What is a Gini?

By Matt Nolan 21/07/2014


Everywhere we turn nowadays people are talking about Ginis.  And sadly, they are not misspelling Genie, they are talking about Gini coefficients.

The reason for this interest in Gini coefficient stems from the fact they are used to measure “inequality” in an income distribution – with books such as the Spirit Level made hay discussing the relationship between Gini coefficients and other social outcomes.

Now I’ve spent a bunch of time talking about the claims (eg for the Spirit Level directly I wrote this and this), but I’ve never written anything directly about the Gini coefficient.  There is a good reason for this, while I understand it is a measure of dispersion in a distribution I still had to (and still need to) learn things about the measure and other measures.

However, let me discuss what the Gini coefficient is – or at least one of a multitude of different ways we can view a Gini coefficient.

Forget for a second that the variable of interest is income – and let us just think that there is some data we are trying to discuss.  Many of you will be used to the idea of the mean of our data and the variance of our data – and the relationship this has to the “population” values.

We can think of these measures more generally in terms of moment generating functions – where these moments in some sense describe the distribution in terms of the mean, variance, skew, and kurtosis.  This is very useful stuff, and can give us a solid understanding of what sort of data we have in front of us.

However, when we want summary indicators we know we have a bit of an issue with the data set we are looking at – it is right skewed.  In other words, there is a very long right tail for our income distribution, and (if the data is unimodal – which it isn’t ;) ) we will have a situation where mode<median<mean.  In this case, the central tendency we are interested in discussing for the distribution may not be appropriately described by the mean – hence why it is so common to discuss median income when talking about income distributions.

Cool.  However, given this it is still very common for us to turn around and think in terms of “variance” when discussing the statistical dispersion of a series – even when we know we have a situation where the data has a right tail and we discuss the median as our summary statistic for centrality.

Although the variance is commonly defined as the squared difference between an expected random variable from the distribution and its mean, the variance can be rewritten to be independent of the mean – as a result, it is common to keep using the variance to describe statistical dispersion.  However, there are a couple of reasons we may not want to use the variance when discussing income inequality as a type of statistical dispersion.

  1. The most common complaint is that we are interested in “relative” inequality as it is “objective” (this term is in inverted commas on purpose – read it as saying the value judgments are clear, making analysis easier).  As a result, we want our measure to be normalised (dimensionless or scale invariant).  In this case, it would be common to use the coefficient of variation.
  2. The variance uses a different “distance function” than other measures of dispersion – in some cases, the implied distance function used by other measures of dispersion is more appropriate.

An alternative in this case is to look at the expected absolute difference between two realisations of a random variable from the given distribution.  This is the Gini mean difference.

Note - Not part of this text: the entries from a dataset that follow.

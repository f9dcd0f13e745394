//! Typed client for invoking Restate workflows via the HTTP ingress.
//!
//! The Restate Rust SDK doesn't ship an ingress client, so we wrap reqwest
//! with typed methods for each workflow we need to call from the API server.

use reqwest::Client;
use rootsignal_common::ScoutScope;
use rootsignal_scout::workflows::types::{
    AddAccountRequest, AddAccountResult, CreateFromPageRequest, CreateFromPageResult,
    CreateManualActorRequest, CreateManualActorResult, DiscoverActorsBatchRequest,
    DiscoverActorsBatchResult,
};
use thiserror::Error;
use tracing::info;

#[derive(Debug, Error)]
pub enum RestateError {
    #[error("Restate ingress error (HTTP {status}): {body}")]
    Ingress { status: u16, body: String },

    #[error("Restate unreachable: {0}")]
    Unreachable(#[from] reqwest::Error),
}

/// Individual scout workflow phases that can be run independently.
#[derive(Debug, Clone, Copy, PartialEq, Eq)]
pub enum ScoutPhase {
    Bootstrap,
    ActorDiscovery,
    Scrape,
    Synthesis,
    SituationWeaver,
    Supervisor,
}

impl ScoutPhase {
    /// Restate workflow name for this phase.
    pub fn workflow_name(&self) -> &'static str {
        match self {
            Self::Bootstrap => "BootstrapWorkflow",
            Self::ActorDiscovery => "ActorDiscoveryWorkflow",
            Self::Scrape => "ScrapeWorkflow",
            Self::Synthesis => "SynthesisWorkflow",
            Self::SituationWeaver => "SituationWeaverWorkflow",
            Self::Supervisor => "SupervisorWorkflow",
        }
    }
}

/// Client for dispatching Restate workflows via the HTTP ingress.
///
/// Reuses a single `reqwest::Client` for connection pooling.
#[derive(Clone)]
pub struct RestateClient {
    http: Client,
    ingress_url: String,
}

impl RestateClient {
    pub fn new(ingress_url: String) -> Self {
        Self {
            http: Client::new(),
            ingress_url,
        }
    }

    /// Start a `FullScoutRunWorkflow` for the given region slug.
    pub async fn run_scout(&self, slug: &str, scope: &ScoutScope) -> Result<(), RestateError> {
        let url = format!("{}/FullScoutRunWorkflow/{slug}/run", self.ingress_url);
        info!(url = url.as_str(), "Dispatching scout via Restate");

        let body = serde_json::json!({ "scope": scope });
        let resp = self.http.post(&url).json(&body).send().await?;

        if resp.status().is_success() {
            Ok(())
        } else {
            let status = resp.status().as_u16();
            let body = resp.text().await.unwrap_or_default();
            Err(RestateError::Ingress { status, body })
        }
    }

    /// Dispatch an individual scout workflow phase via Restate ingress.
    /// Uses a timestamped key to avoid collision with Full Run sub-workflows.
    pub async fn run_phase(
        &self,
        phase: ScoutPhase,
        slug: &str,
        scope: &ScoutScope,
    ) -> Result<(), RestateError> {
        let workflow_name = phase.workflow_name();
        let key = format!("{slug}-{}", chrono::Utc::now().timestamp());
        let url = format!("{}/{workflow_name}/{key}/run", self.ingress_url);
        info!(url = url.as_str(), phase = ?phase, "Dispatching individual phase via Restate");

        let body = match phase {
            ScoutPhase::Synthesis | ScoutPhase::SituationWeaver => {
                serde_json::json!({ "scope": scope, "spent_cents": 0u64 })
            }
            _ => serde_json::json!({ "scope": scope }),
        };

        let resp = self.http.post(&url).json(&body).send().await?;

        if resp.status().is_success() {
            Ok(())
        } else {
            let status = resp.status().as_u16();
            let body = resp.text().await.unwrap_or_default();
            Err(RestateError::Ingress { status, body })
        }
    }

    /// Start a `NewsScanWorkflow` (global, no region).
    pub async fn run_news_scan(&self) -> Result<(), RestateError> {
        let key = format!("news-{}", chrono::Utc::now().timestamp());
        let url = format!("{}/NewsScanWorkflow/{key}/run", self.ingress_url);
        info!(url = url.as_str(), "Dispatching news scan via Restate");

        let body = serde_json::json!({});
        let resp = self.http.post(&url).json(&body).send().await?;

        if resp.status().is_success() {
            Ok(())
        } else {
            let status = resp.status().as_u16();
            let body = resp.text().await.unwrap_or_default();
            Err(RestateError::Ingress { status, body })
        }
    }

    /// Create an actor from a web page via the ActorService.
    pub async fn create_actor_from_page(
        &self,
        req: &CreateFromPageRequest,
    ) -> Result<CreateFromPageResult, RestateError> {
        let url = format!("{}/ActorService/create_from_page", self.ingress_url);
        info!(url = url.as_str(), "Dispatching create_from_page via Restate");

        let resp = self.http.post(&url).json(req).send().await?;

        if resp.status().is_success() {
            Ok(resp.json().await?)
        } else {
            let status = resp.status().as_u16();
            let body = resp.text().await.unwrap_or_default();
            Err(RestateError::Ingress { status, body })
        }
    }

    /// Create a manual actor via the ActorService.
    pub async fn create_manual_actor(
        &self,
        req: &CreateManualActorRequest,
    ) -> Result<CreateManualActorResult, RestateError> {
        let url = format!("{}/ActorService/create_manual", self.ingress_url);
        info!(url = url.as_str(), "Dispatching create_manual via Restate");

        let resp = self.http.post(&url).json(req).send().await?;

        if resp.status().is_success() {
            Ok(resp.json().await?)
        } else {
            let status = resp.status().as_u16();
            let body = resp.text().await.unwrap_or_default();
            Err(RestateError::Ingress { status, body })
        }
    }

    /// Add an account to an actor via the ActorService.
    pub async fn add_actor_account(
        &self,
        req: &AddAccountRequest,
    ) -> Result<AddAccountResult, RestateError> {
        let url = format!("{}/ActorService/add_account", self.ingress_url);
        info!(url = url.as_str(), "Dispatching add_account via Restate");

        let resp = self.http.post(&url).json(req).send().await?;

        if resp.status().is_success() {
            Ok(resp.json().await?)
        } else {
            let status = resp.status().as_u16();
            let body = resp.text().await.unwrap_or_default();
            Err(RestateError::Ingress { status, body })
        }
    }

    /// Discover actors in batch via web search.
    pub async fn discover_actors_batch(
        &self,
        key: &str,
        req: &DiscoverActorsBatchRequest,
    ) -> Result<DiscoverActorsBatchResult, RestateError> {
        let url = format!(
            "{}/ActorDiscoveryBatchWorkflow/{key}/run",
            self.ingress_url
        );
        info!(url = url.as_str(), "Dispatching actor discovery batch via Restate");

        let resp = self.http.post(&url).json(req).send().await?;

        if resp.status().is_success() {
            Ok(resp.json().await?)
        } else {
            let status = resp.status().as_u16();
            let body = resp.text().await.unwrap_or_default();
            Err(RestateError::Ingress { status, body })
        }
    }

    /// Cancel a running `FullScoutRunWorkflow`.
    pub async fn cancel_scout(&self, slug: &str) -> Result<(), RestateError> {
        let url = format!(
            "{}/restate/workflow/FullScoutRunWorkflow/{slug}/cancel",
            self.ingress_url
        );
        info!(url = url.as_str(), "Cancelling scout via Restate");

        let resp = self.http.delete(&url).send().await?;

        if resp.status().is_success() {
            Ok(())
        } else {
            let status = resp.status().as_u16();
            let body = resp.text().await.unwrap_or_default();
            Err(RestateError::Ingress { status, body })
        }
    }
}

Both the variance and the GMD can be written in terms of weighted average of the difference between adjacent observations.  However, it turns out the distance function that is used by the variance puts greater weight on extreme observations than the Gini mean difference does (where the Gini coefficient is a normalised version of the GMD) – similar to the concern we had about using the mean instead of the median.

This alone doesn’t tell us we should use the GMD instead of the variance – but in the same way we may sometimes prefer the median to the mean to give us a summary measure of something about the distribution, there are times where the GMD (and the Gini coefficient) gives us a more useful summary measure of dispersion than the variance.

For those interested in more details about why we’d use the GMD instead of the variance in some economic applications, and for those who actually want to look through the working, I suggest having a peek at the Chapter I linked at the start of this post.

Yawn

The key point I’m trying to get across here is that Gini measures are not mystical values that tell us what is fair or just – they are a certain measure of statistical dispersion, one that bears a relationship to measures such as the variance.  We can only interpret what these mean if we can understand the mechanism behind them – namely, why is income distributed in this way.  This is the most important step, and yet often seems to be the one people are most happy to just ad hocly throw together ;)

In other words, the income distribution is an outcome from some process which involves individual choice and policy.  We need to understand “how” this happened in order to describe what the counterfactual position would be if we changed policy.  This gives us our description of policy.  It is only then by applying value judgments that we can say one outcome is better to another.  Merely running around after a measure of statistical dispersion misses the point that there may well be trade-offs between some outcomes and the inequality measure, and that some inequality associated with this measure may be “good”.